她豎起纖指,音調又靈動起來:“不過老爸,我有個條件。”
“你說。”
“我想讓師傅……讓江臨,擁有自由進出魔法學院的權限。”
雲安安振振有詞,“你想啊,老爸,
“所有廢材逆襲的故事裡,主角身邊,都得有個隨身老爺爺,
“要是就我一個人悶頭紮進學院裡,人生地不熟,還是個廢材,
“怕不是像隻無頭蒼蠅一樣,到處亂撞,最後什麼都學不好。”
讓一個黑戶,一個身份成謎的男人,隨意進出月城的最高學府?
還是半軍事化管理的魔法學院?
雲安安啊雲安安,你可真會給你爹出難題……
雲滄海眉頭微蹙,沉吟起來。
這涉及學院安全條例和高層審批,手續異常繁瑣複雜。
需要動用的關係和人情,絕非一星半點。
但是……
雲滄海實在硬不起心腸拒絕。
十八歲的女兒,自出生以來,特彆是十年前那場巨變後,就再沒有向自己提過一個要求,表達過一份渴望。
如果這次自己狠心回絕了……
那麼下一次,當她再遇到困難的時候,還會想起自己這個父親嗎?還會願意靠自己嗎?
幾乎沒怎麼猶豫,雲滄海便做出了決定。
他點點頭:“行,
“我會以管理局的名義,特聘他為學院的「客座魔法顧問」。
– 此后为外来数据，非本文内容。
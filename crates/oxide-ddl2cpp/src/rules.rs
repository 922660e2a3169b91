//! Column constraint tags.
//!
//! sqlpp11 expresses insert/update restrictions and nullability as tag
//! types listed after the value type in `make_traits<...>`. They are
//! derived here from the catalog's nullability flag and default text.

use std::fmt;

use crate::schema::ColumnDescriptor;

/// A structural tag attached to a column declaration.
#[derive(Debug, Clone, Copy, PartialEq, Eq, Hash)]
pub enum ColumnTag {
    /// The server assigns the value; inserts must not set it.
    MustNotInsert,
    /// The value must not be changed by updates.
    MustNotUpdate,
    /// Inserts must provide a value.
    RequireInsert,
    /// The column accepts NULL.
    CanBeNull,
}

impl ColumnTag {
    /// Returns the qualified sqlpp11 tag name.
    #[must_use]
    pub const fn as_str(self) -> &'static str {
        match self {
            Self::MustNotInsert => "sqlpp::tag::must_not_insert",
            Self::MustNotUpdate => "sqlpp::tag::must_not_update",
            Self::RequireInsert => "sqlpp::tag::require_insert",
            Self::CanBeNull => "sqlpp::tag::can_be_null",
        }
    }
}

impl fmt::Display for ColumnTag {
    fn fmt(&self, f: &mut fmt::Formatter<'_>) -> fmt::Result {
        f.write_str(self.as_str())
    }
}

/// Ordered, duplicate-free set of [`ColumnTag`]s.
///
/// Iteration yields tags in insertion order, which is what keeps the
/// emitted `make_traits` list textually stable.
#[derive(Debug, Clone, Default, PartialEq, Eq)]
pub struct ColumnTagSet {
    tags: Vec<ColumnTag>,
}

impl ColumnTagSet {
    /// Creates an empty set.
    #[must_use]
    pub const fn new() -> Self {
        Self { tags: Vec::new() }
    }

    /// Adds a tag unless it is already present.
    pub fn insert(&mut self, tag: ColumnTag) {
        if !self.tags.contains(&tag) {
            self.tags.push(tag);
        }
    }

    /// Returns whether the set contains `tag`.
    #[must_use]
    pub fn contains(&self, tag: ColumnTag) -> bool {
        self.tags.contains(&tag)
    }

    /// Returns the number of tags.
    #[must_use]
    pub fn len(&self) -> usize {
        self.tags.len()
    }

    /// Returns whether the set is empty.
    #[must_use]
    pub fn is_empty(&self) -> bool {
        self.tags.is_empty()
    }

    /// Iterates over the tags in insertion order.
    pub fn iter(&self) -> impl Iterator<Item = ColumnTag> + '_ {
        self.tags.iter().copied()
    }
}

impl FromIterator<ColumnTag> for ColumnTagSet {
    fn from_iter<I: IntoIterator<Item = ColumnTag>>(iter: I) -> Self {
        let mut set = Self::new();
        for tag in iter {
            set.insert(tag);
        }
        set
    }
}

/// Derives the constraint tags for a column.
///
/// Rules, applied in order:
///
/// 1. A default containing `nextval` and the sequence name
///    `<table>_<column>_seq` marks the column auto-incrementing:
///    `must_not_insert`, `must_not_update`.
/// 2. NOT NULL without a default: `require_insert`.
/// 3. Nullable: `can_be_null`.
///
/// Rule 1 needs a default and rule 2 needs none, so they never both fire.
#[must_use]
pub fn derive_tags(column: &ColumnDescriptor) -> ColumnTagSet {
    let mut tags = ColumnTagSet::new();

    if is_autoincrement(column) {
        tags.insert(ColumnTag::MustNotInsert);
        tags.insert(ColumnTag::MustNotUpdate);
    }

    if !column.nullable && !column.has_default() {
        tags.insert(ColumnTag::RequireInsert);
    }

    if column.nullable {
        tags.insert(ColumnTag::CanBeNull);
    }

    tags
}

/// Returns whether the column default draws from the column's own sequence.
fn is_autoincrement(column: &ColumnDescriptor) -> bool {
    let Some(default) = column.default_expr.as_deref() else {
        return false;
    };
    let sequence = format!("{}_{}_seq", column.table, column.name);
    default.contains("nextval") && default.contains(&sequence)
}

#[cfg(test)]
mod tests {
    use super::*;
    use crate::schema::TableRef;

    fn column(table: &str, name: &str) -> ColumnDescriptor {
        ColumnDescriptor::new(&TableRef::new("public", table), name, 1, "integer")
    }

    fn tags(column: &ColumnDescriptor) -> Vec<ColumnTag> {
        derive_tags(column).iter().collect()
    }

    #[test]
    fn test_serial_column() {
        let id = column("orders", "id").default_expr("nextval('orders_id_seq'::regclass)");
        assert_eq!(
            tags(&id),
            vec![ColumnTag::MustNotInsert, ColumnTag::MustNotUpdate]
        );
    }

    #[test]
    fn test_shared_sequence_is_not_autoincrement() {
        let id = column("orders", "id").default_expr("nextval('global_id_seq'::regclass)");
        let set = derive_tags(&id);
        assert!(!set.contains(ColumnTag::MustNotInsert));
        assert!(!set.contains(ColumnTag::MustNotUpdate));
        // It still has a default, so inserts may omit it.
        assert!(set.is_empty());
    }

    #[test]
    fn test_sequence_name_without_nextval() {
        let id = column("orders", "id").default_expr("'orders_id_seq'");
        assert!(derive_tags(&id).is_empty());
    }

    #[test]
    fn test_not_null_without_default_requires_insert() {
        let email = column("users", "email");
        let set = derive_tags(&email);
        assert!(set.contains(ColumnTag::RequireInsert));
        assert!(!set.contains(ColumnTag::CanBeNull));
    }

    #[test]
    fn test_empty_default_requires_insert() {
        let email = column("users", "email").default_expr("");
        assert_eq!(tags(&email), vec![ColumnTag::RequireInsert]);
    }

    #[test]
    fn test_not_null_with_default() {
        let created = column("users", "created_at").default_expr("now()");
        assert!(derive_tags(&created).is_empty());
    }

    #[test]
    fn test_nullable_regardless_of_default() {
        let bio = column("users", "bio").nullable();
        assert_eq!(tags(&bio), vec![ColumnTag::CanBeNull]);

        let bio = column("users", "bio").nullable().default_expr("''::text");
        assert_eq!(tags(&bio), vec![ColumnTag::CanBeNull]);
    }

    #[test]
    fn test_nullable_serial_keeps_rule_order() {
        let id = column("orders", "id")
            .nullable()
            .default_expr("nextval('orders_id_seq'::regclass)");
        assert_eq!(
            tags(&id),
            vec![
                ColumnTag::MustNotInsert,
                ColumnTag::MustNotUpdate,
                ColumnTag::CanBeNull
            ]
        );
    }

    #[test]
    fn test_tag_set_ignores_duplicates() {
        let set: ColumnTagSet = [ColumnTag::CanBeNull, ColumnTag::CanBeNull]
            .into_iter()
            .collect();
        assert_eq!(set.len(), 1);
    }
}
//! Error types for header generation.

use std::path::PathBuf;

use crate::typemap::UnknownType;

/// Errors that abort a generation run.
///
/// None of these are retried: the run stops at the first error and no
/// further files are written.
#[derive(Debug, thiserror::Error)]
pub enum GenerateError {
    /// Could not open a session with the database.
    #[error("Failed to connect to database: {0}")]
    Connection(#[source] sqlx::Error),

    /// A catalog query failed after the connection was established.
    #[error("Catalog query failed: {0}")]
    Catalog(#[from] sqlx::Error),

    /// A column reports a catalog type with no mapping entry.
    #[error("Unknown column type '{type_name}' for column {schema}.{table}.{column}")]
    UnknownType {
        /// The catalog type name as reported by the database.
        type_name: String,
        /// Schema of the offending table.
        schema: String,
        /// Offending table.
        table: String,
        /// Offending column.
        column: String,
    },

    /// A table without columns cannot be declared.
    #[error("Table {schema}.{table} has no columns")]
    EmptyTable {
        /// Schema name.
        schema: String,
        /// Table name.
        table: String,
    },

    /// Creating a directory or writing a file failed.
    #[error("Filesystem error at '{path}': {source}")]
    Filesystem {
        /// The path being created or written.
        path: PathBuf,
        /// Underlying IO error.
        #[source]
        source: std::io::Error,
    },

    /// Writing generated output failed.
    #[error("IO error: {0}")]
    Io(#[from] std::io::Error),

    /// The namespace path contains an empty segment.
    #[error("Invalid namespace path '{0}'")]
    InvalidNamespace(String),

    /// Output was finished while blocks were still open.
    #[error("{0} declaration block(s) left open")]
    UnclosedScopes(usize),
}

impl GenerateError {
    /// Attaches table and column context to an [`UnknownType`].
    pub(crate) fn unknown_type(
        err: UnknownType,
        schema: &str,
        table: &str,
        column: &str,
    ) -> Self {
        Self::UnknownType {
            type_name: err.0,
            schema: schema.to_string(),
            table: table.to_string(),
            column: column.to_string(),
        }
    }

    /// Wraps an IO error with the path it happened on.
    pub(crate) fn filesystem(path: impl Into<PathBuf>, source: std::io::Error) -> Self {
        Self::Filesystem {
            path: path.into(),
            source,
        }
    }
}

/// Result type for generation operations.
pub type Result<T> = std::result::Result<T, GenerateError>;

#[cfg(test)]
mod tests {
    use super::*;

    #[test]
    fn test_unknown_type_message_names_column() {
        let err =
            GenerateError::unknown_type(UnknownType("tsvector".into()), "public", "docs", "body");
        assert_eq!(
            err.to_string(),
            "Unknown column type 'tsvector' for column public.docs.body"
        );
    }

    #[test]
    fn test_filesystem_message_names_path() {
        let err = GenerateError::filesystem(
            "tables/public",
            std::io::Error::new(std::io::ErrorKind::PermissionDenied, "denied"),
        );
        assert!(err.to_string().contains("tables/public"));
    }
}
”
“老爸萬歲!”
雲安安歐耶一聲。
她哼著不成調的歌,像隻快樂小鹿,蹦蹦跳跳跑上樓。
看著女兒的背影消失。
雲滄海臉上的笑意,也漸漸淡去,化作歎息。
他坐回客廳沙發,有些疲憊。
雲滄海抓了抓頭發,梳理起接下來要麵對的麻煩事:
“首先得給校長備份厚禮,
“那老學究好像一直對古代魔法文獻情有獨鐘?
“我早年間收藏過一本《古代契約符文殘篇》,希望這東西能入他的眼……
“然後是董事會的幾位實權人物,也得對症下藥……
“哦,對,差點忘了,
“「祛除隊」和安全部門那邊也得提前打好招呼,統一口徑,免得節外生枝……”
雲滄海越想越覺得複雜,莫名感到一陣心累。
他下意識想去拿茶幾上的煙盒,卻摸了個空——他早已戒煙多年了。
就在這時。
他西裝內袋裡的加密通訊器,震動起。
雲滄海感到一陣口乾舌燥,想先去倒杯水。
他伸手去拿茶幾上的水杯,指尖觸到瓷壁,才發現這杯子是空的。
他索性先掏出通訊器,點亮屏幕。
一條加密信息,赫然映入眼簾:
【監測廳緊急通報:
【收件人:雲滄海局長,
【近期,觀察到「淨穢教派」人員活動頻率異常增高,並有向會冬山側峰集結傾向,
【目前,尚未探明對方的具體目的,
【祛除隊分析部門初步推測,
【這次行動,可能與即將到來的“流星雨之夜”有關,
【鑒於「淨穢教派」與某位魔女的特殊關聯,特此發出預警,
【潛在風險評估等級:A級;】
“麻煩事一件接著一件啊……”
雲滄海放下通訊器,呢喃自語,口中燥感更加強烈。
他再次抬手,想去拿水杯。
又驀然想起——
這杯子,是空的。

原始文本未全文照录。